Mercado

A estratégia da China para redefinir o mercado econômico global

Thiago de Aragão, CEO da Arko International

A guerra tarifária do governo Trump vem acirrando a rivalidade econômica entre China e Estados Unidos e trazendo complexidade à área de gestão de riscos das empresas, especialmente em supply chain. Esse foi o tema da masterclass do especialista em geopolítica e estratégias globais Thiago de Aragão, CEO da Arko International, durante o SAP Supply Executive Summit 2025, evento realizado nesta manhã na Experience House, em São Paulo. Participando ao vivo, direto de Whashington D.C., Thiago falou a um grupo de 70 líderes de supply chain de grandes empresas, oferecendo uma análise das dinâmicas globais que impactam os negócios nos tempos atuais.

Para o especialista, o conflito das duas potências pela posição de liderança mundial é apenas a ponta do iceberg de uma estratégia iniciada ainda na década de 1980 por Deng Xiaoping, então líder da China, para manter o regime comunista sob controle.
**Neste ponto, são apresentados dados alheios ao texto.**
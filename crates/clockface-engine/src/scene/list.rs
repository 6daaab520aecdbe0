use super::DrawCmd;

/// Recorded draw stream for a frame.
///
/// Commands are painted in insertion order, so later commands land on top.
/// `clear()` keeps the allocation, so a list reused across frames stops
/// allocating once warmed.
#[derive(Debug, Default)]
pub struct DrawList {
    items: Vec<DrawCmd>,
}

impl DrawList {
    #[inline]
    pub fn new() -> Self {
        Self::default()
    }

    /// Clears recorded items. Keeps allocated capacity for reuse.
    #[inline]
    pub fn clear(&mut self) {
        self.items.clear();
    }

    /// Returns items in paint order.
    #[inline]
    pub fn items(&self) -> &[DrawCmd] {
        &self.items
    }

    #[inline]
    pub fn len(&self) -> usize {
        self.items.len()
    }

    #[inline]
    pub fn is_empty(&self) -> bool {
        self.items.is_empty()
    }

    #[inline]
    pub fn push(&mut self, cmd: DrawCmd) {
        self.items.push(cmd);
    }

    /// Iterates line commands only, in paint order.
    pub fn lines(&self) -> impl Iterator<Item = &super::LineCmd> {
        self.items.iter().filter_map(|c| match c {
            DrawCmd::Line(l) => Some(l),
            _ => None,
        })
    }

    /// Iterates text commands only, in paint order.
    pub fn texts(&self) -> impl Iterator<Item = &super::TextCmd> {
        self.items.iter().filter_map(|c| match c {
            DrawCmd::Text(t) => Some(t),
            _ => None,
        })
    }
}
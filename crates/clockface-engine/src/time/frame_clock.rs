use std::time::Duration;

/// Frame timing snapshot.
#[derive(Debug, Copy, Clone)]
pub struct FrameTime {
    /// Time elapsed since the previous frame tick.
    pub dt: Duration,

    /// Host time base at the tick.
    pub now: Duration,

    /// Monotonic frame counter.
    pub frame_index: u64,
}

/// Frame clock producing `FrameTime` snapshots.
///
/// The clock does not read real time itself: the host passes its own time base
/// to [`tick`](Self::tick), so a fake time base yields deterministic deltas.
/// The first tick reports a zero delta.
#[derive(Debug, Clone, Default)]
pub struct FrameClock {
    last: Option<Duration>,
    frame_index: u64,
}

impl FrameClock {
    pub fn new() -> Self {
        Self::default()
    }

    #[inline]
    pub fn frame_count(&self) -> u64 {
        self.frame_index
    }

    /// Advances the clock and returns a new `FrameTime`.
    pub fn tick(&mut self, now: Duration) -> FrameTime {
        let dt = self.last.map_or(Duration::ZERO, |last| now.saturating_sub(last));
        self.last = Some(now);

        let ft = FrameTime { dt, now, frame_index: self.frame_index };

        self.frame_index = self.frame_index.wrapping_add(1);

        ft
    }
}
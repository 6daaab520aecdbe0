use std::path::Path;

use anyhow::{Context, Result};

use clockface_dial::surface::Recorder;
use clockface_engine::coords::Viewport;
use clockface_engine::paint::Color;
use clockface_engine::render::{save_png, Rasterizer};
use clockface_engine::scene::DrawList;
use clockface_engine::text::{FallbackMetrics, FontId, FontSystem};

/// Recording surface plus everything needed to turn it into a PNG.
pub struct Canvas {
    fonts: FontSystem,
    font: Option<FontId>,
    list: DrawList,
    rasterizer: Rasterizer,
    background: Color,
}

impl Canvas {
    /// An empty `font` keeps the canvas usable: numerals are laid out with
    /// fallback metrics and left unpainted.
    pub fn new(font: &[u8], background: Color) -> Self {
        let mut fonts = FontSystem::new();
        let font = if font.is_empty() {
            log::warn!("no font available; numerals will not be painted");
            None
        } else {
            match fonts.load_font(font) {
                Ok(id) => Some(id),
                Err(e) => {
                    log::warn!("{e}; numerals will not be painted");
                    None
                }
            }
        };

        Self { fonts, font, list: DrawList::new(), rasterizer: Rasterizer::new(), background }
    }

    #[inline]
    pub fn draw_list(&self) -> &DrawList {
        &self.list
    }

    /// Clears the draw list and hands `f` a surface recording into it.
    pub fn record<R>(&mut self, f: impl FnOnce(&mut Recorder<'_>) -> R) -> R {
        self.list.clear();
        match self.font {
            Some(id) => {
                let metrics = self.fonts.metrics(id);
                let mut surface = Recorder::new(&mut self.list, &metrics, Some(id));
                f(&mut surface)
            }
            None => {
                let mut surface = Recorder::new(&mut self.list, &FallbackMetrics, None);
                f(&mut surface)
            }
        }
    }

    /// Rasterizes the recorded frame at `viewport` size and writes it to `path`.
    pub fn write_png(&mut self, viewport: Viewport, path: &Path) -> Result<()> {
        let pixmap = self
            .rasterizer
            .render(&self.list, &self.fonts, viewport, self.background)
            .context("failed to rasterize clock frame")?;
        save_png(&pixmap, path).with_context(|| format!("failed to write {}", path.display()))?;
        Ok(())
    }
}
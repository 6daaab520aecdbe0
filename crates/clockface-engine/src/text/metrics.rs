use super::{FontId, FontSystem};

/// Vertical metrics of one line of text, in logical pixels.
///
/// `ascent` is positive (above the baseline), `descent` negative (below it),
/// matching `fontdue`'s sign convention.
#[derive(Debug, Copy, Clone, PartialEq)]
pub struct LineMetrics {
    pub ascent: f32,
    pub descent: f32,
}

impl LineMetrics {
    #[inline]
    pub fn height(self) -> f32 {
        self.ascent - self.descent
    }

    /// Baseline y that centers the line box (ascent to descent) on `center_y`.
    #[inline]
    pub fn centered_baseline(self, center_y: f32) -> f32 {
        center_y + (self.ascent + self.descent) / 2.0
    }

    /// Top of the line box when it is centered on `center_y`.
    #[inline]
    pub fn centered_top(self, center_y: f32) -> f32 {
        self.centered_baseline(center_y) - self.ascent
    }
}

/// Source of text measurements for layout.
pub trait TextMetrics {
    fn line_metrics(&self, size: f32) -> LineMetrics;

    /// Horizontal advance of `text` laid out on a single line.
    fn advance_width(&self, text: &str, size: f32) -> f32;
}

/// Em-proportional estimate used when no font is loaded.
#[derive(Debug, Copy, Clone, Default)]
pub struct FallbackMetrics;

impl FallbackMetrics {
    const ASCENT_EM: f32 = 0.8;
    const DESCENT_EM: f32 = -0.2;
    const ADVANCE_EM: f32 = 0.55;
}

impl TextMetrics for FallbackMetrics {
    fn line_metrics(&self, size: f32) -> LineMetrics {
        LineMetrics { ascent: size * Self::ASCENT_EM, descent: size * Self::DESCENT_EM }
    }

    fn advance_width(&self, text: &str, size: f32) -> f32 {
        text.chars().count() as f32 * size * Self::ADVANCE_EM
    }
}

/// Metrics of one loaded font. Falls back to [`FallbackMetrics`] for anything
/// the font cannot answer.
#[derive(Clone, Copy)]
pub struct FontMetrics<'a> {
    fonts: &'a FontSystem,
    font: FontId,
}

impl<'a> FontMetrics<'a> {
    pub fn new(fonts: &'a FontSystem, font: FontId) -> Self {
        Self { fonts, font }
    }

    #[inline]
    pub fn font(&self) -> FontId {
        self.font
    }
}

impl TextMetrics for FontMetrics<'_> {
    fn line_metrics(&self, size: f32) -> LineMetrics {
        self.fonts
            .line_metrics(self.font, size)
            .unwrap_or_else(|| FallbackMetrics.line_metrics(size))
    }

    fn advance_width(&self, text: &str, size: f32) -> f32 {
        self.fonts
            .advance_width(text, self.font, size)
            .unwrap_or_else(|| FallbackMetrics.advance_width(text, size))
    }
}
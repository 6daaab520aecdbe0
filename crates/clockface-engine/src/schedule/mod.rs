//! Deferred work on a single thread.
//!
//! A [`Scheduler`] accepts "run this after `delay`" requests and hands back a
//! [`TimerHandle`] that can cancel them. [`TaskQueue`] is the single-threaded
//! implementation: its time base is advanced explicitly by the owner, from
//! `Instant` in a real host or by hand in tests.

mod queue;

pub use queue::{Due, TaskQueue};

use std::time::Duration;

/// Identifies one scheduled task. Handles are never reused by a queue.
#[derive(Debug, Copy, Clone, Eq, PartialEq, Ord, PartialOrd, Hash)]
pub struct TimerHandle(pub(crate) u64);

/// Delayed-callback primitive.
///
/// `T` is the payload delivered back to the owner when the delay elapses.
pub trait Scheduler<T> {
    /// Schedules `payload` to become due `delay` after the scheduler's current time.
    fn schedule(&mut self, delay: Duration, payload: T) -> TimerHandle;

    /// Cancels a pending task. Returns `false` if it already fired or was cancelled.
    fn cancel(&mut self, handle: TimerHandle) -> bool;
}
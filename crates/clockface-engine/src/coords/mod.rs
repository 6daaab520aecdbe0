//! Coordinate and geometry types shared by the clock face and the rasterizer.
//!
//! Canonical CPU space:
//! - Logical pixels
//! - Origin top-left
//! - +X right, +Y down
//!
//! Angles passed to [`Vec2::from_screen_angle`] follow the screen convention
//! (0 rad = +X, increasing clockwise because +Y points down).

mod vec2;
mod viewport;

pub use vec2::Vec2;
pub use viewport::Viewport;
Após enviar um grupo de 30 pessoas de sua confiança em missão à União Soviética para entender os fatores que estavam levando a região ao colapso, Xiaoping se deparou com três caminhos possíveis para manter a coesão social na China: repressão, nacionalismo ou prosperidade econômica.

Dos três, a prosperidade econômica foi escolhida como a maneira mais eficaz para proteger o regime, considerando que a repressão gera retaliações internacionais. A China iniciou então um período de investimentos massivos na capacidade de produção industrial e liderou uma abertura econômica controlada, que incluiu a criação de Zonas Econômicas Especiais (ZEE) nas áreas costeiras, como Shenzhen e Zhuhai. Escolhidas por sua proximidade com Hong Kong, Macau e Taiwan, as ZEE tinham o objetivo de atrair investimento estrangeiro e fomentar a exportação, reduzindo o impacto da volatilidade do mercado na produção industrial chinesa.

Crise de 2008 amplia expansão internacional

Para Thiago, a crise financeira global de 2008 nos Estados Unidos, desencadeada pela falência do banco de investimentos Lehman Brothers, abriu espaço para que a China iniciasse um processo mais robusto de concessão de crédito a países considerados estratégicos com base em três critérios: exportação de matéria-prima, existência de mercado consumidor ou posicionamento estratégico para a logística internacional. América Latina, África e Oriente Médio foram alguma das regiões priorizadas.

A exemplo do que potências ocidentais sempre praticaram, esse movimento cria relações de dependência que, na visão do especialista, beneficiam de forma assimétrica a China. Durante a pandemia de covid-19, por exemplo, a necessidade do Brasil de importar ingredientes farmacêuticos da China para a produção de vacinas teve como contrapartida a flexibilização das restrições à empresa chinesa Huawei, até então barrada como possível prestadora da rede 5G nacional durante o governo Bolsonaro, alinhado aos interesses dos EUA.

Essa lógica de influência e assimetria também se manifesta em práticas comerciais agressivas, como o dumping de aço no Brasil, quando o produto é vendido por um valor inferior ao praticado no mercado. Apesar de prejudiciais aos produtores locais, essas práticas raramente geram retaliações, dada a forte dependência econômica já estabelecida. “Hoje, uma decisão sobre o agronegócio tomada em Pequim pode ter mais impacto no Brasil do que qualquer medida adotada em Brasília”, observou Thiago.

O nacionalismo, outra estratégia chinesa para manter a coesão social, é frequentemente mobilizado em momentos de tensão ou questionamento internacional. De acordo com Thiago, ações militares em Taiwan têm se repetido nos últimos cinco anos em momentos em que a imprensa internacional começou a destacar a influência da China em outros países, como uma forma de redirecionar o foco da opinião pública.

A estratégia de Trump de descredibilizar órgãos internacionais como a Otan (Organização do Tratado do Atlântico Norte) ou anunciar tarifaços contra países da União Europeia, pode abrir o flanco para uma maior aproximação entre a China e o bloco europeu. Prova disso é o movimento crescente de empresas chinesas se estabelecendo na Hungria, o que pode, nos próximos anos, gerar uma nova rota de exportação de produtos tecnológicos para o mercado europeu em substituição à dependência do mercado americano.

Em meio a esse cenário volátil, entender e acompanhar os desdobramentos geopolíticos, avaliar riscos de dependência e diversificar rotas e parceiros deixam de ser apenas boas práticas dos gestores de supply chain e passam a ser medidas que podem garantir a competitividade e o nível de eficiência dos negócios.